A recent fundraising has transformed prospects for this Aim-listed oil explorer, which can now progress its drilling programme on the cheap.
May 12, 2016

On 18 April, Hurricane Energy (HUR) announced one of the most important and positive deals by an independent UK explorer since the oil price began its descent in 2014. At 15p, a 46 per cent premium to the share price at the time, it raised £52m in new equity to swiftly capitalise on depressed oil services rates and accelerate its North Sea drilling programme. We believe this transaction, which was approved on Monday, is a game changer for Hurricane and significantly improves the prospects of farming out its primary Lancaster field asset. For this reason, the shares look like an exciting contrarian punt for investors brave enough to dip back into a sector still suffering due to weak sentiment.

IC TIP: Buy at 13p
Tip style
Speculative
Risk rating
High
Timescale
Medium Term
Bull points
  • Recent fundraise at premium
  • Management experience
  • Farm-out interest
  • Discount rig rate
Bear points
  • Oil price and drilling risks
  • Uncertain farm-out timetable

Hurricane floated on Aim in February 2014 and within five months had successfully drilled a horizontal well at its Lancaster fractured basement discovery, west of Shetland. That update, which revealed a pump-assisted flow rate of 9,800 barrels of oil a day, pushed the shares to a high of 45p, although the stock has since tracked Brent crude's downward trajectory.

 

 

Hurricane owns assets comprising 444m-470m barrels of 2C - that is, proven but undeveloped - resources and, unlike many of its North Sea peers, has no debt. This resource base was central to the recent fundraising, £44m of which was provided by oil-focused private equity fund Kerogen. Kerogen has also been awarded 23m warrants exercisable at 20p.

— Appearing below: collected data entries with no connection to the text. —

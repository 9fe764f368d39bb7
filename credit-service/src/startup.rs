//! Application startup and lifecycle management.

use crate::config::{BillingConfig, CreditConfig};
use crate::services::providers::{ClientFactory, DisabledClientFactory};
use crate::services::{
    get_metrics, init_metrics, AdminService, AuditService, BillingOrchestrator, ConfigResolver,
    CreditLedger, CreditStore, Database, MemoryStore, ProviderConfigService, ScriptPolisher,
};
use axum::{
    extract::State, http::StatusCode, middleware, response::IntoResponse, routing::get, Json,
    Router,
};
use serde_json::json;
use service_core::error::AppError;
use service_core::middleware::request_id_middleware;
use std::net::SocketAddr;
use std::sync::Arc;
use tokio::net::TcpListener;
use tower_http::trace::TraceLayer;

/// Every credit service wired over one store.
#[derive(Clone)]
pub struct CreditServices {
    pub store: Arc<dyn CreditStore>,
    pub audit: AuditService,
    pub ledger: CreditLedger,
    pub resolver: ConfigResolver,
    pub configs: ProviderConfigService,
    pub admin: AdminService,
    pub billing: BillingOrchestrator,
    pub polisher: ScriptPolisher,
}

impl CreditServices {
    pub fn new(
        store: Arc<dyn CreditStore>,
        clients: Arc<dyn ClientFactory>,
        billing: &BillingConfig,
    ) -> Self {
        let audit = AuditService::new(store.clone());
        let ledger = CreditLedger::new(store.clone(), audit.clone(), billing.costs);
        let resolver = ConfigResolver::new(store.clone());
        let configs = ProviderConfigService::new(store.clone(), resolver.clone());
        let admin = AdminService::new(store.clone(), audit.clone(), ledger.clone());
        let orchestrator = BillingOrchestrator::new(ledger.clone(), resolver.clone(), clients);
        let polisher = ScriptPolisher::new(
            orchestrator.clone(),
            billing.default_text_model.clone(),
            billing.prompt_language,
        );

        Self {
            store,
            audit,
            ledger,
            resolver,
            configs,
            admin,
            billing: orchestrator,
            polisher,
        }
    }
}

/// Shared application state.
#[derive(Clone)]
pub struct AppState {
    pub config: CreditConfig,
    pub services: CreditServices,
}

/// Health check endpoint for Docker/K8s liveness probes.
async fn health_check(State(state): State<AppState>) -> impl IntoResponse {
    match state.services.store.health_check().await {
        Ok(_) => {
            tracing::debug!("Health check passed");
            (
                StatusCode::OK,
                Json(json!({
                    "status": "ok",
                    "service": state.config.service_name,
                    "version": state.config.service_version
                })),
            )
        }
        Err(e) => {
            tracing::warn!(error = %e, "Health check failed - store unavailable");
            (
                StatusCode::SERVICE_UNAVAILABLE,
                Json(json!({
                    "status": "unhealthy",
                    "service": state.config.service_name,
                    "error": e.to_string()
                })),
            )
        }
    }
}

/// Readiness check endpoint for K8s readiness probes.
async fn readiness_check(State(state): State<AppState>) -> impl IntoResponse {
    match state.services.store.health_check().await {
        Ok(_) => StatusCode::OK,
        Err(e) => {
            tracing::warn!(error = %e, "Readiness check failed");
            StatusCode::SERVICE_UNAVAILABLE
        }
    }
}

/// Metrics endpoint for Prometheus scraping.
async fn metrics_handler() -> impl IntoResponse {
    let metrics = get_metrics();
    (
        StatusCode::OK,
        [("content-type", "text/plain; charset=utf-8")],
        metrics,
    )
}

/// Operational router: health, readiness and metrics.
pub fn router(state: AppState) -> Router {
    Router::new()
        .route("/health", get(health_check))
        .route("/ready", get(readiness_check))
        .route("/metrics", get(metrics_handler))
        .layer(TraceLayer::new_for_http())
        .layer(middleware::from_fn(request_id_middleware))
        .with_state(state)
}

/// Application container for managing server lifecycle.
pub struct Application {
    port: u16,
    listener: TcpListener,
    state: AppState,
}

impl Application {
    /// Build the application with the given configuration.
    pub async fn build(config: CreditConfig) -> Result<Self, AppError> {
        Self::build_internal(config, true, Arc::new(DisabledClientFactory)).await
    }

    /// Build the application without running migrations.
    /// Use this in tests when migrations are already applied by the test harness.
    pub async fn build_without_migrations(config: CreditConfig) -> Result<Self, AppError> {
        Self::build_internal(config, false, Arc::new(DisabledClientFactory)).await
    }

    /// Build with a caller-supplied provider client factory.
    pub async fn build_with_clients(
        config: CreditConfig,
        clients: Arc<dyn ClientFactory>,
    ) -> Result<Self, AppError> {
        Self::build_internal(config, true, clients).await
    }

    async fn build_internal(
        config: CreditConfig,
        run_migrations: bool,
        clients: Arc<dyn ClientFactory>,
    ) -> Result<Self, AppError> {
        init_metrics();

        let store: Arc<dyn CreditStore> = match &config.database {
            Some(database) => {
                let db = Database::new(
                    &database.url,
                    database.max_connections,
                    database.min_connections,
                )
                .await
                .map_err(|e| {
                    tracing::error!(error = %e, "Failed to connect to PostgreSQL");
                    AppError::from(e)
                })?;

                if run_migrations {
                    db.run_migrations().await.map_err(|e| {
                        tracing::error!(error = %e, "Failed to run migrations");
                        AppError::from(e)
                    })?;
                }

                Arc::new(db)
            }
            None => {
                tracing::warn!("DATABASE_URL not set - using in-memory store, state is not durable");
                Arc::new(MemoryStore::new())
            }
        };

        let services = CreditServices::new(store, clients, &config.billing);

        let addr = SocketAddr::from(([0, 0, 0, 0], config.common.port));
        let listener = TcpListener::bind(addr).await.map_err(|e| {
            tracing::error!(error = %e, addr = %addr, "Failed to bind HTTP listener");
            AppError::from(e)
        })?;
        let port = listener.local_addr()?.port();

        tracing::info!(port = port, "Credit service listener bound");

        Ok(Self {
            port,
            listener,
            state: AppState { config, services },
        })
    }

    /// Get the port the server is listening on.
    pub fn port(&self) -> u16 {
        self.port
    }

    /// Get the wired services.
    pub fn services(&self) -> &CreditServices {
        &self.state.services
    }

    /// Run the application until stopped.
    pub async fn run_until_stopped(self) -> std::io::Result<()> {
        let router = router(self.state.clone());

        tracing::info!(
            service = %self.state.config.service_name,
            version = %self.state.config.service_version,
            port = self.port,
            "Service ready to accept connections"
        );

        axum::serve(self.listener, router).await.map_err(|e| {
            tracing::error!(error = %e, "HTTP server error");
            std::io::Error::other(format!("HTTP server error: {}", e))
        })
    }
}
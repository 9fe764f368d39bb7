//! Configuration module for credit-service.

use crate::services::ledger::{
    FixedCosts, DEFAULT_FRAME_PROMPT_CREDITS, DEFAULT_IMAGE_GENERATION_CREDITS,
};
use crate::services::skills::PromptLanguage;
use service_core::config as core_config;
use service_core::error::AppError;
use std::env;

#[derive(Debug, Clone)]
pub struct CreditConfig {
    pub common: core_config::Config,
    pub service_name: String,
    pub service_version: String,
    pub log_level: String,
    pub otlp_endpoint: Option<String>,
    /// `None` runs on the in-process store (development only).
    pub database: Option<DatabaseConfig>,
    pub billing: BillingConfig,
}

#[derive(Debug, Clone)]
pub struct DatabaseConfig {
    pub url: String,
    pub max_connections: u32,
    pub min_connections: u32,
}

#[derive(Debug, Clone, Default)]
pub struct BillingConfig {
    pub costs: FixedCosts,
    /// Last-resort text model for script polishing.
    pub default_text_model: Option<String>,
    pub prompt_language: PromptLanguage,
}

impl CreditConfig {
    pub fn from_env() -> Result<Self, AppError> {
        let common = core_config::Config::load()?;
        let is_prod = common.is_production();

        let database = match env::var("DATABASE_URL") {
            Ok(url) if !url.trim().is_empty() => Some(DatabaseConfig {
                url,
                max_connections: parse_env("DB_MAX_CONNECTIONS", 10),
                min_connections: parse_env("DB_MIN_CONNECTIONS", 1),
            }),
            _ if is_prod => {
                return Err(AppError::ConfigError(anyhow::anyhow!(
                    "DATABASE_URL is required in production but not set"
                )));
            }
            _ => None,
        };

        Ok(Self {
            common,
            service_name: env::var("SERVICE_NAME").unwrap_or_else(|_| "credit-service".to_string()),
            service_version: env::var("SERVICE_VERSION")
                .unwrap_or_else(|_| env!("CARGO_PKG_VERSION").to_string()),
            log_level: env::var("LOG_LEVEL").unwrap_or_else(|_| "info".to_string()),
            otlp_endpoint: env::var("OTLP_ENDPOINT").ok().filter(|s| !s.is_empty()),
            database,
            billing: BillingConfig {
                costs: FixedCosts::new(
                    parse_env("BILLING_FRAME_PROMPT_CREDITS", DEFAULT_FRAME_PROMPT_CREDITS),
                    parse_env(
                        "BILLING_IMAGE_GENERATION_CREDITS",
                        DEFAULT_IMAGE_GENERATION_CREDITS,
                    ),
                ),
                default_text_model: env::var("BILLING_DEFAULT_TEXT_MODEL")
                    .ok()
                    .filter(|s| !s.trim().is_empty()),
                prompt_language: PromptLanguage::parse(
                    &env::var("PROMPT_LANGUAGE").unwrap_or_default(),
                ),
            },
        })
    }
}

fn parse_env<T: std::str::FromStr>(key: &str, default: T) -> T {
    env::var(key)
        .ok()
        .and_then(|s| s.trim().parse().ok())
        .unwrap_or(default)
}
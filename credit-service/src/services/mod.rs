//! Services module for credit-service.

pub mod admin;
pub mod audit;
pub mod billing;
pub mod configs;
pub mod database;
pub mod ledger;
pub mod memory;
pub mod metrics;
pub mod pagination;
pub mod polish;
pub mod providers;
pub mod resolver;
pub mod skills;
pub mod store;

pub use admin::{AccountPage, AdminService};
pub use audit::{AuditPage, AuditService};
pub use billing::{Billed, BillingOrchestrator, Reservation};
pub use configs::{PricingItem, PricingOverview, ProviderConfigService};
pub use database::Database;
pub use ledger::{billing_detail, CreditLedger, FixedCosts};
pub use memory::MemoryStore;
pub use metrics::{get_metrics, init_metrics, record_error, record_operation};
pub use polish::{PolishedScript, ScriptPolisher};
pub use resolver::{ConfigResolver, ExecutionChoice, PriceQuote};
pub use store::{CreditStore, StoreTransaction};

If all goes to plan, the money will allow Hurricane to refine the resource range and support the development of the Lancaster field. Management also believes the financing "fundamentally changes" the negotiating position with potential farm-out partners, ultimately likely to be one of the oil majors.

The timing could hardly be better. Massive capital expenditure cuts by North Sea explorers have devastated oil services companies, and had left Swiss offshore drilling contractor Transocean (US:RIG) without a home for its state-of-the-art Spitsbergen drilling rig. Hurricane has been able to secure the rig's use for under half the normal rate. Such a coup would have been unthinkable even a year ago. At the same time as Hurricane is undertaking this bout of exploration into early 2017, the oil price is forecast to recover some ground. That said, the combined capital and operating expenditure is unlikely to exceed $40 a barrel at Lancaster, meaning the field is cash generative even at current prices.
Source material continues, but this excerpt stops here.